I Built a Headless Scraper That 'Fixes Itself' (Because I'm Lazy)

I hit a wall with this project last week.
When I started, manually taking screenshots of 50 AI tools was fine. I’d visit the site, hit Command+Shift+4, crop it, save it. Whatever.
> TL;DR: I have 500+ links on this site. Taking screenshots of them manually would take weeks. So I asked my AI terminal to "write a script that visits a list of URLs and takes a picture of them." Now a robot does the boring work for me.
But then the list grew to 500+.
Links started rotting. Designs changed. My beautiful grid of cards started looking like a mess of broken images and 404 errors.
I had two options:
1. Hire a VA to click buttons for 10 hours a week.
2. Build a robot to do it.
The problem? I’m not a developer. I know enough to break things, but if you asked me to write a Puppeteer script from scratch, I’d stare at the screen until my eyes bled.
So, I cheated. I acted like a Product Manager and made the AI do the heavy lifting.
The "Employee" (Puppeteer)
I knew *what* I needed: a headless browser (basically Chrome without the window) that visits a link and snaps a picture.
I didn't know the syntax. So I just told the Gemini CLI:
> *"I need a script that visits a URL. If it's a Twitter link, I want you to crop it to just the tweet text. If it's a website, take a full viewport shot. Oh, and add a cool Mac-style window shadow to it so it looks professional."*
I didn't talk about DOM selectors or await page.evaluate(). I just described the result.
The AI spat out a file called capture-screenshot.js. I ran it. It crashed.
I pasted the error back into the AI. It fixed it.
The "Smart" Part
The coolest part isn't that it takes screenshots. It's that the AI figured out the *cropping*.

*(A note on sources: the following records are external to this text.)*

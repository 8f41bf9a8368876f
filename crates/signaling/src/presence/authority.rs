//! Moderator-Autoritaet
//!
//! Verwaltet den exklusiven Platz des reservierten Moderator-Namens
//! (`primaer`) und die Rollen-Flags aller Verbindungen. Nur der Platz ist
//! exklusiv; per Befoerderung koennen mehrere Verbindungen die Rolle haben.

use std::collections::HashSet;

use lobby_core::{ConnectionId, LobbyError};

#[derive(Debug)]
pub struct ModeratorAuthority {
    reservierter_name: String,
    primaer: Option<ConnectionId>,
    rollen: HashSet<ConnectionId>,
}

impl ModeratorAuthority {
    pub fn neu(reservierter_name: impl Into<String>) -> Self {
        Self {
            reservierter_name: reservierter_name.into(),
            primaer: None,
            rollen: HashSet::new(),
        }
    }

    pub fn reservierter_name(&self) -> &str {
        &self.reservierter_name
    }

    pub fn ist_reserviert(&self, name: &str) -> bool {
        name == self.reservierter_name
    }

    /// Darf `conn` den reservierten Platz einnehmen?
    pub fn kann_beanspruchen(&self, conn: ConnectionId) -> bool {
        self.primaer.map_or(true, |p| p == conn)
    }

    /// Beansprucht den reservierten Platz fuer `conn`
    ///
    /// Erfolgreich nur fuer den reservierten Namen und nur wenn der Platz
    /// frei ist oder bereits `conn` gehoert. Bei Erfolg erhaelt `conn` auch
    /// das Rollen-Flag.
    pub fn beanspruchen(&mut self, conn: ConnectionId, name: &str) -> bool {
        if !self.ist_reserviert(name) || !self.kann_beanspruchen(conn) {
            return false;
        }
        self.primaer = Some(conn);
        self.rollen.insert(conn);
        tracing::info!(connection_id = %conn, "Moderator-Platz vergeben");
        true
    }

    /// Schaltet das Rollen-Flag von `ziel` um
    ///
    /// Nur erlaubt wenn `akteur` selbst die Rolle hat, und nie fuer den
    /// Akteur selbst. Gibt den neuen Rollenzustand des Ziels zurueck.
    pub fn rolle_umschalten(
        &mut self,
        akteur: ConnectionId,
        ziel: ConnectionId,
        ziel_name: &str,
    ) -> Result<bool, LobbyError> {
        if !self.hat_rolle(akteur) {
            return Err(LobbyError::NichtAutorisiert(
                "Moderator-Rolle erforderlich".into(),
            ));
        }
        if akteur == ziel {
            return Err(LobbyError::UngueltigeEingabe(
                "Eigene Rolle kann nicht umgeschaltet werden".into(),
            ));
        }

        if self.rollen.remove(&ziel) {
            tracing::info!(akteur = %akteur, ziel = %ziel, "Moderator-Rolle entzogen");
            return Ok(false);
        }

        self.rollen.insert(ziel);
        if self.ist_reserviert(ziel_name) && self.kann_beanspruchen(ziel) {
            self.primaer = Some(ziel);
        }
        tracing::info!(akteur = %akteur, ziel = %ziel, "Moderator-Rolle vergeben");
        Ok(true)
    }

    /// Raeumt beim Trennen auf: Rollen-Flag weg, Platz frei falls `conn` ihn hielt
    pub fn primaer_freigeben_falls(&mut self, conn: ConnectionId) -> bool {
        self.rollen.remove(&conn);
        if self.primaer == Some(conn) {
            self.primaer = None;
            tracing::info!(connection_id = %conn, "Moderator-Platz freigegeben");
            return true;
        }
        false
    }

    /// Gibt den Platz frei, wenn der Primaer-Moderator den reservierten Namen ablegt
    pub fn bei_umbenennung(&mut self, conn: ConnectionId, alt: &str, neu: &str) {
        if self.primaer == Some(conn) && self.ist_reserviert(alt) && !self.ist_reserviert(neu) {
            self.primaer = None;
            tracing::info!(connection_id = %conn, "Moderator-Platz durch Umbenennung frei");
        }
    }

    pub fn hat_rolle(&self, conn: ConnectionId) -> bool {
        self.rollen.contains(&conn)
    }

    pub fn primaer(&self) -> Option<ConnectionId> {
        self.primaer
    }
}

#[cfg(test)]
mod tests {
    use super::*;

    const MOD: &str = "Moderator";

    #[test]
    fn nur_reservierter_name_kann_beansprucht_werden() {
        let mut auth = ModeratorAuthority::neu(MOD);
        let a = ConnectionId::new();

        assert!(!auth.beanspruchen(a, "Alice"));
        assert_eq!(auth.primaer(), None);
        assert!(!auth.hat_rolle(a));
    }

    #[test]
    fn platz_ist_exklusiv() {
        let mut auth = ModeratorAuthority::neu(MOD);
        let (a, b) = (ConnectionId::new(), ConnectionId::new());

        assert!(auth.beanspruchen(a, MOD));
        assert!(!auth.beanspruchen(b, MOD));
        assert!(auth.beanspruchen(a, MOD), "Erneuter Anspruch des Inhabers");
        assert_eq!(auth.primaer(), Some(a));
        assert!(auth.hat_rolle(a));
        assert!(!auth.hat_rolle(b));
    }

    #[test]
    fn trennen_gibt_platz_und_rolle_frei() {
        let mut auth = ModeratorAuthority::neu(MOD);
        let (a, b) = (ConnectionId::new(), ConnectionId::new());

        auth.beanspruchen(a, MOD);
        assert!(auth.primaer_freigeben_falls(a));
        assert!(!auth.hat_rolle(a));
        assert!(!auth.primaer_freigeben_falls(a));

        assert!(auth.beanspruchen(b, MOD));
    }

    #[test]
    fn umschalten_ohne_rolle_verweigert() {
        let mut auth = ModeratorAuthority::neu(MOD);
        let (a, b) = (ConnectionId::new(), ConnectionId::new());

        assert!(matches!(
            auth.rolle_umschalten(a, b, "Bob"),
            Err(LobbyError::NichtAutorisiert(_))
        ));
        assert!(!auth.hat_rolle(b));
    }

    #[test]
    fn umschalten_setzt_und_entzieht_rolle() {
        let mut auth = ModeratorAuthority::neu(MOD);
        let (a, c) = (ConnectionId::new(), ConnectionId::new());
        auth.beanspruchen(a, MOD);

        assert_eq!(auth.rolle_umschalten(a, c, "Bob"), Ok(true));
        assert!(auth.hat_rolle(c));
        assert_eq!(auth.primaer(), Some(a));

        assert_eq!(auth.rolle_umschalten(a, c, "Bob"), Ok(false));
        assert!(!auth.hat_rolle(c));
    }

    #[test]
    fn eigene_rolle_nicht_umschaltbar() {
        let mut auth = ModeratorAuthority::neu(MOD);
        let a = ConnectionId::new();
        auth.beanspruchen(a, MOD);

        assert!(auth.rolle_umschalten(a, a, MOD).is_err());
        assert!(auth.hat_rolle(a));
    }

    #[test]
    fn befoerderung_mit_reserviertem_namen_uebernimmt_platz() {
        let mut auth = ModeratorAuthority::neu(MOD);
        let (a, b) = (ConnectionId::new(), ConnectionId::new());
        auth.beanspruchen(a, MOD);
        auth.bei_umbenennung(a, MOD, "Alice");
        assert_eq!(auth.primaer(), None);

        assert_eq!(auth.rolle_umschalten(a, b, MOD), Ok(true));
        assert_eq!(auth.primaer(), Some(b));
    }

    #[test]
    fn umbenennung_weg_vom_reservierten_namen_gibt_platz_frei() {
        let mut auth = ModeratorAuthority::neu(MOD);
        let a = ConnectionId::new();
        auth.beanspruchen(a, MOD);

        auth.bei_umbenennung(a, MOD, MOD);
        assert_eq!(auth.primaer(), Some(a));

        auth.bei_umbenennung(a, MOD, "Alice");
        assert_eq!(auth.primaer(), None);
        assert!(auth.hat_rolle(a), "Rolle bleibt bei Umbenennung erhalten");
    }
}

I don't know how to inspect HTML elements to find the exact "div" class for a tweet. But the AI does. It wrote a config that looks for specific CSS classes on Twitter, LinkedIn, and GitHub to frame the shot perfectly.
```javascript
// I didn't write this. The AI figured out Twitter's layout.
twitter: { x: 150, y: 50, width: 900, height: 600 }
```
The Truth About "No-Code"
People think "No-Code" means using drag-and-drop builders.
I think "No-Code" is just "Code-by-Voice."
I have a folder on my computer right now full of Javascript files I barely understand. They run every night. They check for dead links, snap new photos, and update this website.
I didn't learn Javascript. I just learned how to ask for what I want until the computer gave it to me.
If you're manually doing *anything* on your computer more than three times a week, you're doing it wrong. Just ask the AI to write you a script.